//! Engine error taxonomy
//!
//! "Too few blocks" and "too few events" are NOT errors; they are normal
//! early-exit outcomes reported through
//! [`CycleOutcome`](crate::cycle::CycleOutcome).

use thiserror::Error;

use fresco_core::{LedgerError, ScheduleError, StorageError};

/// Fatal errors for a snapshot cycle (or a chunk within one)
#[derive(Debug, Error)]
pub enum EngineError {
    /// A required parameter is invalid (e.g. a zero confirmation depth).
    /// Checked before any I/O is performed.
    #[error("Invalid parameter: {0}")]
    InvalidParameter(String),

    /// PNG encode/decode failure
    #[error("Canvas codec error: {0}")]
    Codec(String),

    /// Hot or durable store failure; not retried inside the engine
    #[error(transparent)]
    Storage(#[from] StorageError),

    /// Ledger failure, including rejected commits
    #[error(transparent)]
    Ledger(#[from] LedgerError),

    /// Schedule controller failure
    #[error(transparent)]
    Schedule(#[from] ScheduleError),
}

impl EngineError {
    pub(crate) fn codec(message: impl Into<String>) -> Self {
        Self::Codec(message.into())
    }

    /// Whether this error is a ledger commit rejection
    pub fn is_commit_rejected(&self) -> bool {
        matches!(self, EngineError::Ledger(LedgerError::CommitRejected(_)))
    }
}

▶ _Exercise directions_: Check each line of the material for the string "errors" and state how many lines contain it, with only the number as the answer.

▶ _Result below_: 2